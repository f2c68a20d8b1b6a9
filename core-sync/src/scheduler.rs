//! # Sync Trigger
//!
//! Decides *when* the [`SyncWorker`] runs; the worker decides *how*.
//!
//! Three sources can request a run:
//!
//! - **Reconnect**: the network monitor reports an offline-to-online
//!   transition.
//! - **Signal**: the platform background-sync mechanism fires.
//! - **Manual**: an explicit "sync now" from the user.
//!
//! Overlapping requests coalesce on a single run gate; at most one run is in
//! flight at any time, and a request arriving mid-run is dropped rather than
//! queued (the running drain already covers its records). Reconnect and
//! signal triggers are additionally debounced by a minimum spacing so flappy
//! connectivity cannot hammer the endpoint; a manual trigger bypasses the
//! spacing but still respects the gate.

use bridge_traits::network::NetworkMonitor;
use bridge_traits::signal::{SyncSignal, SyncSignalSource};
use bridge_traits::time::Clock;
use std::sync::{Arc, Mutex};
use std::time::Duration;
use tokio::task::JoinHandle;
use tracing::{debug, info, warn};

use crate::error::Result;
use crate::worker::{RunReport, SyncWorker};

/// Default minimum spacing between debounced runs.
pub const DEFAULT_MIN_RUN_SPACING: Duration = Duration::from_secs(5);

/// Default platform background-sync tag.
pub const DEFAULT_SIGNAL_TAG: &str = "sync-pending-submissions";

/// What asked for the sync run.
#[derive(Debug, Clone, Copy, PartialEq, Eq)]
pub enum TriggerSource {
    /// Offline-to-online transition
    Reconnect,
    /// Platform background-sync signal
    Signal,
    /// Explicit user request
    Manual,
}

impl TriggerSource {
    pub fn as_str(&self) -> &'static str {
        match self {
            Self::Reconnect => "reconnect",
            Self::Signal => "signal",
            Self::Manual => "manual",
        }
    }

    /// Whether the minimum run spacing applies to this source.
    fn debounced(&self) -> bool {
        !matches!(self, Self::Manual)
    }
}

/// Trigger configuration
#[derive(Debug, Clone)]
pub struct TriggerConfig {
    /// Minimum spacing between debounced runs
    pub min_run_spacing: Duration,

    /// Tag registered with the platform background-sync source
    pub signal_tag: String,
}

impl Default for TriggerConfig {
    fn default() -> Self {
        Self {
            min_run_spacing: DEFAULT_MIN_RUN_SPACING,
            signal_tag: DEFAULT_SIGNAL_TAG.to_string(),
        }
    }
}

/// Coalesces sync requests from all sources onto single worker runs.
pub struct SyncTrigger {
    worker: Arc<SyncWorker>,
    clock: Arc<dyn Clock>,
    config: TriggerConfig,
    /// Held for the duration of a run; `try_lock` failure means a run is
    /// already in flight.
    run_gate: tokio::sync::Mutex<()>,
    /// Completion time of the last run, epoch millis.
    last_run_ms: Mutex<Option<i64>>,
}

impl SyncTrigger {
    pub fn new(worker: Arc<SyncWorker>, clock: Arc<dyn Clock>, config: TriggerConfig) -> Self {
        Self {
            worker,
            clock,
            config,
            run_gate: tokio::sync::Mutex::new(()),
            last_run_ms: Mutex::new(None),
        }
    }

    /// Request a sync run.
    ///
    /// Returns `Ok(None)` when the request was dropped: a run is already in
    /// flight, or a debounced source fired inside the minimum spacing window.
    /// The queue loses nothing either way; dropped requests are covered by
    /// the in-flight run or the next trigger.
    pub async fn fire(&self, source: TriggerSource) -> Result<Option<RunReport>> {
        if source.debounced() && self.within_spacing_window() {
            debug!(source = source.as_str(), "Sync request debounced");
            return Ok(None);
        }

        let _gate = match self.run_gate.try_lock() {
            Ok(guard) => guard,
            Err(_) => {
                debug!(source = source.as_str(), "Sync already in flight, request dropped");
                return Ok(None);
            }
        };

        info!(source = source.as_str(), "Sync run triggered");
        let report = self.worker.run().await?;

        if let Ok(mut last) = self.last_run_ms.lock() {
            *last = Some(self.clock.unix_timestamp_millis());
        }

        Ok(Some(report))
    }

    /// Explicit "sync now"; bypasses the spacing window.
    pub async fn trigger_now(&self) -> Result<Option<RunReport>> {
        self.fire(TriggerSource::Manual).await
    }

    fn within_spacing_window(&self) -> bool {
        let last = match self.last_run_ms.lock() {
            Ok(guard) => *guard,
            Err(_) => None,
        };
        match last {
            Some(last_ms) => {
                let elapsed = self.clock.unix_timestamp_millis().saturating_sub(last_ms);
                elapsed < self.config.min_run_spacing.as_millis() as i64
            }
            None => false,
        }
    }

    /// Watch the network monitor and fire a reconnect trigger on each
    /// offline-to-online transition. Runs until the change stream closes.
    pub async fn watch_network(
        self: &Arc<Self>,
        monitor: Arc<dyn NetworkMonitor>,
    ) -> Result<JoinHandle<()>> {
        let mut stream = monitor
            .subscribe_changes()
            .await
            .map_err(|e| crate::error::SyncError::Network(e.to_string()))?;

        let trigger = Arc::clone(self);
        Ok(tokio::spawn(async move {
            while let Some(info) = stream.next().await {
                if info.is_online() {
                    debug!("Network reconnected");
                    if let Err(e) = trigger.fire(TriggerSource::Reconnect).await {
                        warn!(error = %e, "Reconnect-triggered sync failed");
                    }
                }
            }
            debug!("Network change stream closed");
        }))
    }

    /// Register with the platform background-sync source, when available.
    ///
    /// Returns `false` when the platform has no background-sync capability;
    /// the reconnect and manual triggers remain sufficient.
    pub async fn register_signal(
        self: &Arc<Self>,
        source: Arc<dyn SyncSignalSource>,
    ) -> bridge_traits::error::Result<bool> {
        if !source.is_available().await {
            info!("Background sync signal not available on this platform");
            return Ok(false);
        }

        let trigger = Arc::clone(self);
        source
            .register(
                SyncSignal::new(self.config.signal_tag.clone()),
                Arc::new(move || {
                    let trigger = Arc::clone(&trigger);
                    Box::pin(async move {
                        if let Err(e) = trigger.fire(TriggerSource::Signal).await {
                            warn!(error = %e, "Signal-triggered sync failed");
                        }
                    })
                }),
            )
            .await?;

        info!(tag = %self.config.signal_tag, "Background sync signal registered");
        Ok(true)
    }
}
■ ■ ■ ■
▸ TASK STATEMENT:
Make an exact copy of the listing, including every line.

▸ TASK ANSWER:
repository f2c68a20d8b1b6a9
filename core-sync/src/scheduler.rs
//! # Sync Trigger
//!
//! Decides *when* the [`SyncWorker`] runs; the worker decides *how*.
//!
//! Three sources can request a run:
//!
//! - **Reconnect**: the network monitor reports an offline-to-online
//!   transition.
//! - **Signal**: the platform background-sync mechanism fires.
//! - **Manual**: an explicit "sync now" from the user.
//!
//! Overlapping requests coalesce on a single run gate; at most one run is in
//! flight at any time, and a request arriving mid-run is dropped rather than
//! queued (the running drain already covers its records). Reconnect and
//! signal triggers are additionally debounced by a minimum spacing so flappy
//! connectivity cannot hammer the endpoint; a manual trigger bypasses the
//! spacing but still respects the gate.

use bridge_traits::network::NetworkMonitor;
use bridge_traits::signal::{SyncSignal, SyncSignalSource};
use bridge_traits::time::Clock;
use std::sync::{Arc, Mutex};
use std::time::Duration;
use tokio::task::JoinHandle;
use tracing::{debug, info, warn};

use crate::error::Result;
use crate::worker::{RunReport, SyncWorker};

/// Default minimum spacing between debounced runs.
pub const DEFAULT_MIN_RUN_SPACING: Duration = Duration::from_secs(5);

/// Default platform background-sync tag.
pub const DEFAULT_SIGNAL_TAG: &str = "sync-pending-submissions";

/// What asked for the sync run.
#[derive(Debug, Clone, Copy, PartialEq, Eq)]
pub enum TriggerSource {
    /// Offline-to-online transition
    Reconnect,
    /// Platform background-sync signal
    Signal,
    /// Explicit user request
    Manual,
}

impl TriggerSource {
    pub fn as_str(&self) -> &'static str {
        match self {
            Self::Reconnect => "reconnect",
            Self::Signal => "signal",
            Self::Manual => "manual",
        }
    }

    /// Whether the minimum run spacing applies to this source.
    fn debounced(&self) -> bool {
        !matches!(self, Self::Manual)
    }
}

/// Trigger configuration
#[derive(Debug, Clone)]
pub struct TriggerConfig {
    /// Minimum spacing between debounced runs
    pub min_run_spacing: Duration,

    /// Tag registered with the platform background-sync source
    pub signal_tag: String,
}

impl Default for TriggerConfig {
    fn default() -> Self {
        Self {
            min_run_spacing: DEFAULT_MIN_RUN_SPACING,
            signal_tag: DEFAULT_SIGNAL_TAG.to_string(),
        }
    }
}

/// Coalesces sync requests from all sources onto single worker runs.
pub struct SyncTrigger {
    worker: Arc<SyncWorker>,
    clock: Arc<dyn Clock>,
    config: TriggerConfig,
    /// Held for the duration of a run; `try_lock` failure means a run is
    /// already in flight.
    run_gate: tokio::sync::Mutex<()>,
    /// Completion time of the last run, epoch millis.
    last_run_ms: Mutex<Option<i64>>,
}

impl SyncTrigger {
    pub fn new(worker: Arc<SyncWorker>, clock: Arc<dyn Clock>, config: TriggerConfig) -> Self {
        Self {
            worker,
            clock,
            config,
            run_gate: tokio::sync::Mutex::new(()),
            last_run_ms: Mutex::new(None),
        }
    }

    /// Request a sync run.
    ///
    /// Returns `Ok(None)` when the request was dropped: a run is already in
    /// flight, or a debounced source fired inside the minimum spacing window.
    /// The queue loses nothing either way; dropped requests are covered by
    /// the in-flight run or the next trigger.
    pub async fn fire(&self, source: TriggerSource) -> Result<Option<RunReport>> {
        if source.debounced() && self.within_spacing_window() {
            debug!(source = source.as_str(), "Sync request debounced");
            return Ok(None);
        }

        let _gate = match self.run_gate.try_lock() {
            Ok(guard) => guard,
            Err(_) => {
                debug!(source = source.as_str(), "Sync already in flight, request dropped");
                return Ok(None);
            }
        };

        info!(source = source.as_str(), "Sync run triggered");
        let report = self.worker.run().await?;

        if let Ok(mut last) = self.last_run_ms.lock() {
            *last = Some(self.clock.unix_timestamp_millis());
        }

        Ok(Some(report))
    }

    /// Explicit "sync now"; bypasses the spacing window.
    pub async fn trigger_now(&self) -> Result<Option<RunReport>> {
        self.fire(TriggerSource::Manual).await
    }

    fn within_spacing_window(&self) -> bool {
        let last = match self.last_run_ms.lock() {
            Ok(guard) => *guard,
            Err(_) => None,
        };
        match last {
            Some(last_ms) => {
                let elapsed = self.clock.unix_timestamp_millis().saturating_sub(last_ms);
                elapsed < self.config.min_run_spacing.as_millis() as i64
            }
            None => false,
        }
    }

    /// Watch the network monitor and fire a reconnect trigger on each
    /// offline-to-online transition. Runs until the change stream closes.
    pub async fn watch_network(
        self: &Arc<Self>,
        monitor: Arc<dyn NetworkMonitor>,
    ) -> Result<JoinHandle<()>> {
        let mut stream = monitor
            .subscribe_changes()
            .await
            .map_err(|e| crate::error::SyncError::Network(e.to_string()))?;

        let trigger = Arc::clone(self);
        Ok(tokio::spawn(async move {
            while let Some(info) = stream.next().await {
                if info.is_online() {
                    debug!("Network reconnected");
                    if let Err(e) = trigger.fire(TriggerSource::Reconnect).await {
                        warn!(error = %e, "Reconnect-triggered sync failed");
                    }
                }
            }
            debug!("Network change stream closed");
        }))
    }

    /// Register with the platform background-sync source, when available.
    ///
    /// Returns `false` when the platform has no background-sync capability;
    /// the reconnect and manual triggers remain sufficient.
    pub async fn register_signal(
        self: &Arc<Self>,
        source: Arc<dyn SyncSignalSource>,
    ) -> bridge_traits::error::Result<bool> {
        if !source.is_available().await {
            info!("Background sync signal not available on this platform");
            return Ok(false);
        }

        let trigger = Arc::clone(self);
        source
            .register(
                SyncSignal::new(self.config.signal_tag.clone()),
                Arc::new(move || {
                    let trigger = Arc::clone(&trigger);
                    Box::pin(async move {
                        if let Err(e) = trigger.fire(TriggerSource::Signal).await {
                            warn!(error = %e, "Signal-triggered sync failed");
                        }
                    })
                }),
            )
            .await?;

        info!(tag = %self.config.signal_tag, "Background sync signal registered");
        Ok(true)
    }
}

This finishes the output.